Ultima a rientrare fu
Lia, la sorella, unica sopravvissuta di una serie di sfortunate morti
premature. A dispetto dei suoi fratelli, era una ragazza robusta e
sana, ma il lavoro delle ultime settimane aveva reso anche lei secca
come la più denutrita delle vagabonde.
«Oggi era ancora
peggio del solito, vero?» disse, affiancandosi alla nonna
davanti al fuoco e sfregando le mani ruvide una contro l’altra.
Nessuno rispose. Da
giorni, ormai, i tentativi di conversazione di Lia cadevano nel
silenzio più completo.
«Mi hanno mandata
a prendere dei rovi giù al bosco, nel pomeriggio»
proseguì imperterrita, come se qualcuno la stesse ascoltando.
«Con uno dei loro uomini. Voleva mettermi le mani addosso, il
porco, ma non ha neanche da provarci! Gli ho detto che ero tisica, e
che era meglio per lui se non mi toccava.»
Rise, di una risata
amara che stonava con il viso tutto sommato grazioso. Nonostante le
guance incavate e il colorito cereo, era l’unica della casa a
conservare gli occhi accesi della sua gente.
La zuppa fu decretata
pronta dopo pochi attimi, e distribuita in ciotole di argilla
sbeccata; era poco più che acqua, ma il semplice calore aveva
il potere di rinfrancarli tutti.
Lia si sedette con la
sua porzione accanto a Lorenzo, e la sorbì in silenzio per
alcuni minuti, cullata dal ticchettio uniforme della pioggia.
«La stalla sul
retro sarà asciutta?» chiese a un tratto, in un mormorio
appena udibile.
Lorenzo scrollò
le spalle. «Che importa? Le capre ce le hanno portate via.»
«Sì, ma se
il tetto avesse una falla?» insisté la ragazza. «Credo
che dovremmo controllare. Un giorno quel posto ci servirà di
nuovo.»
«Come fai a dire
che saremo vivi?» replicò lui atono.
Un lampo di rabbia
baluginò negli occhi di Lia.
«Vieni a
controllare la stalla con me. Ora!» sibilò,
accompagnando la richiesta con cenni nervosi del capo.
Lorenzo si riscosse dal
torpore e la considerò brevemente. Guardò poi il resto
della famiglia, che raschiava il fondo della ciotola con sguardi
apatici, e sospirò a fondo.

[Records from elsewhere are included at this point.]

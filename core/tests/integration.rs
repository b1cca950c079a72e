//! End-to-end tests against the live mock server.
//!
//! # Design
//! Each test starts the mock server on a random port, then drives `ScanApi`
//! over real HTTP through `ReqwestTransport`. This validates that request
//! building, multipart encoding and response parsing agree with the server's
//! actual wire format.

use scan_core::types::{
    GridImageOptions, LongImageOptions, RemoveWatermarkOptions, TranslateOptions, WatermarkKind,
    WatermarkOptions,
};
use scan_core::{
    ApiError, IdCardOptions, ProcessOptions, ReqwestTransport, ScanApi, ScanClient, ScanOptions,
    Upload,
};

/// Start the mock server on a random port and return an API bound to it.
async fn start_server() -> ScanApi<ReqwestTransport> {
    let listener = tokio::net::TcpListener::bind("127.0.0.1:0").await.unwrap();
    let addr = listener.local_addr().unwrap();
    tokio::spawn(mock_server::run(listener));

    ScanApi::new(
        ScanClient::new(&format!("http://{addr}/api/v1")),
        ReqwestTransport::new(),
    )
}

fn upload(file_name: &str, content: &str) -> Upload {
    Upload::new(file_name, content.as_bytes().to_vec())
}

#[tokio::test]
async fn document_lifecycle() {
    let api = start_server().await;

    // Step 1: nothing stored yet.
    assert!(api.get_documents(None).await.unwrap().is_empty());
    assert!(api.get_scan_history(None).await.unwrap().is_empty());

    // Step 2: scan an ID card.
    let card = upload("card.jpg", "姓名 张三\n身份证 110101199001011234\n地址 北京市");
    let scanned = api.scan_id_card(&card, &IdCardOptions::default()).await.unwrap();
    assert_eq!(scanned.card_type, "id_card");
    assert_eq!(scanned.scan.ocr_result.count, 3);
    assert_eq!(scanned.id_info.name.as_deref(), Some("张三"));
    assert_eq!(scanned.id_info.id_number.as_deref(), Some("110101199001011234"));
    assert_eq!(scanned.id_info.address.as_deref(), Some("北京市"));
    let id = scanned.scan.document_id.clone();

    // Step 3: the document is listed.
    let documents = api.get_documents(None).await.unwrap();
    assert_eq!(documents.len(), 1);
    assert_eq!(documents[0].id, id);
    assert_eq!(documents[0].kind, "id_card");
    assert!(documents[0].name.starts_with("id_card_"));

    // Step 4: other users see nothing.
    assert!(api.get_documents(Some("someone-else")).await.unwrap().is_empty());

    // Step 5: fetch the detail.
    let detail = api.get_document(&id, None).await.unwrap();
    assert_eq!(detail.document.id, id);
    assert_eq!(detail.text_count, 3);
    assert!(detail.text.contains("张三"));
    assert_eq!(detail.image_url.as_deref(), Some(scanned.scan.image_url.as_str()));

    // Step 6: history records the operation.
    let history = api.get_scan_history(None).await.unwrap();
    assert_eq!(history.len(), 1);
    assert_eq!(history[0].name, "id_card_scan");
    assert_eq!(history[0].text_count, 3);

    // Step 7: delete.
    api.delete_document(&id, None).await.unwrap();

    // Step 8: get after delete is NotFound.
    let err = api.get_document(&id, None).await.unwrap_err();
    assert!(matches!(err, ApiError::NotFound));

    // Step 9: delete again is NotFound.
    let err = api.delete_document(&id, None).await.unwrap_err();
    assert!(matches!(err, ApiError::NotFound));

    // Step 10: the listing is empty again; history is kept.
    assert!(api.get_documents(None).await.unwrap().is_empty());
    assert_eq!(api.get_scan_history(None).await.unwrap().len(), 1);
}

#[tokio::test]
async fn scanning_operations() {
    let api = start_server().await;
    let page = upload("page.png", "first line\nsecond line");

    let ocr = api.ocr_image(&page, Some("en")).await.unwrap();
    assert_eq!(ocr.ocr_result.texts, ["first line", "second line"]);
    assert_eq!(ocr.ocr_result.positions.len(), 2);
    assert!(ocr.image_url.starts_with("/static/uploads/"));

    let raw = ScanOptions {
        enhance: false,
        auto_crop: false,
    };
    let scan = api.scan_document(&page, &raw).await.unwrap();
    assert!(scan.image_url.starts_with("/static/uploads/"));
    let scan = api.scan_document(&page, &ScanOptions::default()).await.unwrap();
    assert!(scan.image_url.starts_with("/static/processed/"));

    let processed = api.process_document(&page, &ProcessOptions::default()).await.unwrap();
    assert_eq!(processed.scan.ocr_result.count, 2);
    assert_eq!(
        processed.pdf_url,
        Some(format!("/static/pdf/{}.pdf", processed.scan.document_id))
    );

    let options = ProcessOptions {
        ocr: false,
        export_pdf: false,
        ..ProcessOptions::default()
    };
    let processed = api.process_document(&page, &options).await.unwrap();
    assert_eq!(processed.scan.ocr_result.count, 0);
    assert!(processed.pdf_url.is_none());

    let detail = api.get_document(&processed.scan.document_id, None).await.unwrap();
    assert_eq!(detail.text_count, 0);
    assert_eq!(detail.text, "");
    assert!(detail.image_url.is_some());

    assert_eq!(api.get_documents(None).await.unwrap().len(), 5);
}

#[tokio::test]
async fn pdf_export() {
    let api = start_server().await;

    let images = vec!["/static/processed/a.png".to_string()];
    let export = api.export_pdf(&images, None).await.unwrap();
    assert_eq!(export.pdf_url, "/static/pdf/document.pdf");

    let export = api.export_pdf(&images, Some("receipts.pdf")).await.unwrap();
    assert_eq!(export.pdf_url, "/static/pdf/receipts.pdf");

    let err = api.export_pdf(&[], None).await.unwrap_err();
    assert!(matches!(err, ApiError::HttpError { status: 422, .. }));
}

#[tokio::test]
async fn batch_operations() {
    let api = start_server().await;
    let files = vec![upload("1.png", "one"), upload("2.png", "")];

    let batch = api.batch_ocr(&files, None).await.unwrap();
    assert_eq!(batch.total, 2);
    assert!(batch.results[0].success);
    assert_eq!(batch.results[0].result.as_ref().unwrap().text, "one");
    assert!(!batch.results[1].success);
    assert_eq!(batch.results[1].image, "2.png");
    assert!(batch.results[1].error.is_some());

    let export = api.batch_export_pdf(&files, Some("all.pdf")).await.unwrap();
    assert_eq!(export.pdf_url, "/static/pdf/all.pdf");
    let export = api.batch_export_pdf(&files, None).await.unwrap();
    assert!(export.pdf_url.starts_with("/static/pdf/batch_"));
}

#[tokio::test]
async fn advanced_tools() {
    let api = start_server().await;
    let page = upload("page.jpg", "bonjour\nmonde");

    let marked = api.add_watermark(&page, &WatermarkOptions::default()).await.unwrap();
    assert!(marked.image_url.starts_with("/static/watermarked/"));
    assert!(marked.image_url.ends_with(".jpg"));

    let invalid = WatermarkOptions {
        opacity: 2.0,
        ..WatermarkOptions::default()
    };
    let err = api.add_watermark(&page, &invalid).await.unwrap_err();
    assert!(matches!(err, ApiError::HttpError { status: 422, .. }));

    let options = RemoveWatermarkOptions {
        kind: WatermarkKind::Logo,
        text: None,
    };
    let cleaned = api.remove_watermark(&page, &options).await.unwrap();
    assert!(cleaned.image_url.starts_with("/static/cleaned/"));

    let options = TranslateOptions {
        from_lang: "fr".to_string(),
        to_lang: "de".to_string(),
    };
    let translated = api.translate_ocr(&page, &options).await.unwrap();
    assert_eq!(translated.original_text, "bonjour\nmonde");
    assert_eq!(translated.translated_texts, ["[de] bonjour", "[de] monde"]);
    assert_eq!(translated.count, 2);
    assert_eq!(translated.positions.len(), 2);
}

#[tokio::test]
async fn composition_and_office_exports() {
    let api = start_server().await;
    let files = vec![upload("1.png", "one"), upload("2.jpg", "two")];

    let enhanced = api.batch_enhance(&files).await.unwrap();
    assert_eq!(enhanced.total, 2);
    assert_eq!(enhanced.enhanced_urls.len(), 2);
    assert!(enhanced.enhanced_urls[1].ends_with(".jpg"));

    let long = api.create_long_image(&files, &LongImageOptions::default()).await.unwrap();
    assert!(long.image_url.starts_with("/static/composed/long_"));

    let grid = api.create_grid_image(&files, &GridImageOptions::default()).await.unwrap();
    assert!(grid.image_url.starts_with("/static/composed/grid_"));

    let invalid = GridImageOptions {
        columns: 0,
        ..GridImageOptions::default()
    };
    let err = api.create_grid_image(&files, &invalid).await.unwrap_err();
    assert!(matches!(err, ApiError::HttpError { status: 422, .. }));

    let word = api.export_word("第一行\nsecond line", None).await.unwrap();
    assert!(word.word_url.ends_with(".docx"));

    let rows = vec!["a".to_string(), "b c".to_string()];
    let excel = api.export_excel(&rows, Some("Totals")).await.unwrap();
    assert!(excel.excel_url.ends_with(".xlsx"));

    let err = api.export_excel(&[], None).await.unwrap_err();
    assert!(matches!(err, ApiError::HttpError { status: 422, .. }));
}

#[tokio::test]
async fn unreachable_server_and_unknown_document() {
    let api = start_server().await;
    let unreachable = ScanApi::new(
        ScanClient::new("http://127.0.0.1:1/api/v1"),
        ReqwestTransport::new(),
    );

    let err = unreachable.get_documents(None).await.unwrap_err();
    assert!(matches!(err, ApiError::Transport(_)));

    let err = api.get_document("does-not-exist", None).await.unwrap_err();
    assert!(matches!(err, ApiError::NotFound));
}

Se non avesse avuto la certezza
che Lia non era una sognatrice, l’avrebbe mandata al diavolo; ma
Lia era la ragazza più concreta che conoscesse, ed
evidentemente era successo qualcosa di abbastanza importante da
trascinarli nuovamente sotto il diluvio.
Senza dire nulla agli
altri, lasciarono le loro stoviglie sul tavolo e uscirono per
l’ennesima volta sotto la pioggia battente.
Camminando in un buio
completo aggirarono la casa, cercando di tenersi sotto il minuscolo
riparo del tetto, finché non raggiunsero il retro; qui una
stanzetta costruita affastellando sassi alla buona aveva accolto in
passato due capre e i loro capretti.
«Non dire nulla,
siamo intesi?» fece Lia, con un sorriso emozionato.
Di fronte a
quell’espressione Lorenzo avvertì una campana di pericolo,
ma non fece in tempo a impedirle di aprire la porta della vecchia
stalla.
All’interno c’erano
due uomini.
La luce e il calore
nell’antro angusto e maleodorante venivano da un piccolissimo falò
alimentato da sterco e paglia. I due sconosciuti erano seduti con la
schiena appoggiata alla parete della casa, e lo squadrarono senza
nascondere la loro diffidenza.
Prima che chiunque
potesse parlare, Lorenzo tirò indietro Lia per un braccio.
«Sei impazzita?»
le sibilò all’orecchio, furibondo. «Vuoi farci
ammazzare? Chi diavolo stai nascondendo?!»
«Mollami!»
sbottò lei, divincolandosi secca. «Non voglio farci
ammazzare! Voglio liberare tutti!»
Lorenzo scosse la
testa. «Sei pazza! Ci porterai alla rovina!»
«Se solo mi
ascoltassi...»
«Ragazza!»
La voce che aveva
parlato era un mormorio roco, eppure ebbe il potere di ammutolire
entrambi.
Lia e Lorenzo si
voltarono e incrociarono lo sguardo di uno dei due uomini, un tizio
magro dagli occhi azzurri.
«Non è il
caso di discutere sotto l’acqua. Entrate. Anche se puzza, almeno è
asciutto» sorrise.
Lia obbedì
immediatamente, come se accettare inviti ambigui dagli sconosciuti
fosse cosa di tutti i giorni. Lorenzo invece strinse le labbra.
«Avanti. Mica ti
mangiamo» lo incitò l’uomo dagli occhi azzurri. «E
poi, senza offesa... sei un po’ troppo magro per sembrare gustoso.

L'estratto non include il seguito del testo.